2. The vane sensor base of claim 1, wherein: the fixture block (401) is rotationally connected with a rotating disc (600), a round groove (601) matched with the locking wheel (504) is formed in the rotating disc (600), a plurality of tooth grooves (602) matched with the clamping teeth (505) are formed in the side wall of the round groove (601), a stepping motor (603) is arranged at the rear end of the rotating disc (600),

the support post rod (503) is connected with a sleeve (604) in a sliding mode, the sleeve (604) is connected with the locking wheel (504), and the elastic piece (507) is arranged between the sleeve (604) and the locking block (506).
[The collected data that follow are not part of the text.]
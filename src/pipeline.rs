//! Feed assembly: one linear pass over the configured source pages.

use crate::config::{FetchMode, LoadedConfig, PageConfig, load_config};
use crate::extract::{CardSelectors, absolutize_url, extract_cards};
use crate::fetch::{FileFetcher, HttpFetcher, PageFetcher};
use crate::ics::write_feed;
use crate::model::{Feed, RunReport};
use crate::normalize::normalize_card;
use anyhow::{Context, Result, bail};
use chrono::{Datelike, Utc};
use std::path::{Path, PathBuf};
use tracing::{info, warn};

#[derive(Debug, Clone, Default)]
pub struct BuildOptions {
    pub config_path: Option<PathBuf>,
    pub out_path: Option<PathBuf>,
}

#[derive(Debug, Clone, Default)]
pub struct ValidateOptions {
    pub config_path: Option<PathBuf>,
}

/// Fetch every configured page, extract and normalize its cards, dedup, and
/// write the calendar file. Any page fetch failure aborts the run with no
/// output written; zero extracted events still writes a well-formed feed.
pub fn build_feed(options: &BuildOptions) -> Result<RunReport> {
    let loaded = load_config(options.config_path.as_deref())?;
    let config = &loaded.config;

    let tz = config.timezone()?;
    let selectors = CardSelectors::compile(&config.select)?;
    let fetcher = make_fetcher(&loaded)?;
    let detail = selectors
        .detail_fallback
        .then_some(fetcher.as_ref() as &dyn PageFetcher);

    // Listings rarely carry a year; assume the current one in the feed zone.
    let now = Utc::now();
    let fallback_year = now.with_timezone(&tz).year();

    let mut feed = Feed::new(
        &config.feed.name,
        &config.feed.timezone,
        &config.feed.prodid,
        now,
    );
    let mut report = RunReport::default();

    for page in &config.pages {
        let location = page_location(&loaded, page)?;
        let html = fetcher
            .fetch(&location)
            .with_context(|| format!("fetch failed for source page {location}"))?;
        report.pages_fetched += 1;

        let outcome = extract_cards(&html, &selectors, config.fetch.base_url.as_deref(), detail);
        report.cards_seen += outcome.seen;
        report.cards_skipped += outcome.skipped;

        for card in outcome.cards {
            let url = card.url.clone();
            match normalize_card(
                card,
                page.category.as_deref(),
                tz,
                fallback_year,
                &config.feed.uid_domain,
            ) {
                Ok(event) => {
                    if feed.insert(event) {
                        report.events_written += 1;
                    } else {
                        report.duplicates += 1;
                    }
                }
                Err(err) => {
                    warn!(url = %url, error = %err, "card rejected during normalization");
                    report.cards_skipped += 1;
                }
            }
        }

        info!(
            page = %location,
            cards = outcome.seen,
            events = report.events_written,
            "page processed"
        );
    }

    if feed.events.is_empty() {
        warn!("no events extracted from any source page; writing empty feed");
    }

    let out_path = options
        .out_path
        .clone()
        .unwrap_or_else(|| config.feed.out_path.clone());
    report.bytes_written = write_feed(&feed, &out_path)?;
    report.output_path = out_path.display().to_string();

    info!(
        events = report.events_written,
        duplicates = report.duplicates,
        skipped = report.cards_skipped,
        bytes = report.bytes_written,
        file = %out_path.display(),
        "feed written"
    );

    Ok(report)
}

pub fn validate_config(options: &ValidateOptions) -> Result<Vec<String>> {
    let loaded = load_config(options.config_path.as_deref())?;

    // validate() ran during load; also compile the parts it cannot see
    CardSelectors::compile(&loaded.config.select)?;
    loaded.config.timezone()?;

    let origin = loaded
        .path
        .as_ref()
        .map(|p| p.display().to_string())
        .unwrap_or_else(|| "builtin defaults".to_string());

    Ok(vec![format!(
        "OK: {} ({origin}, {} pages)",
        loaded.config.feed.name,
        loaded.config.pages.len()
    )])
}

fn make_fetcher(loaded: &LoadedConfig) -> Result<Box<dyn PageFetcher>> {
    match loaded.config.fetch.mode {
        FetchMode::Http => Ok(Box::new(HttpFetcher::new(
            loaded.config.fetch.timeout_secs,
            &loaded.config.fetch.user_agent,
        )?)),
        FetchMode::File => {
            let root = loaded
                .path
                .as_ref()
                .and_then(|p| p.parent())
                .map(Path::to_path_buf)
                .unwrap_or_else(|| PathBuf::from("."));
            Ok(Box::new(FileFetcher::new(root)))
        }
    }
}

fn page_location(loaded: &LoadedConfig, page: &PageConfig) -> Result<String> {
    match loaded.config.fetch.mode {
        FetchMode::Http => {
            let url = page.url.as_deref().context("page url missing")?;
            Ok(absolutize_url(loaded.config.fetch.base_url.as_deref(), url))
        }
        FetchMode::File => {
            // the FileFetcher resolves relative paths against the config dir
            let Some(file) = page.file.as_ref() else {
                bail!("page file missing");
            };
            Ok(file.display().to_string())
        }
    }
}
3. The vane sensor base of claim 2, wherein: the fixture block (401) is internally provided with a fixing piece (700), the fixing piece (700) comprises a swinging ring (701) hinged to the sleeve (604), a swinging rod (702) arranged at the rear end of the swinging ring (701) and a tension sensor arranged in the fixture block (401), the front end of the tension sensor is electrically connected with an electric cylinder (703), and the electric cylinder (703) is hinged to the rear end of the swinging rod (702).

4. The vane sensor base of claim 3, wherein: an opening (800) is formed in the clamping block (401), a locking plate (801) is connected to the opening (800) in a rotating mode, a first magnet is arranged at the end portion of the locking plate (801), and a second magnet attracted with the first magnet is arranged on the clamping block (401).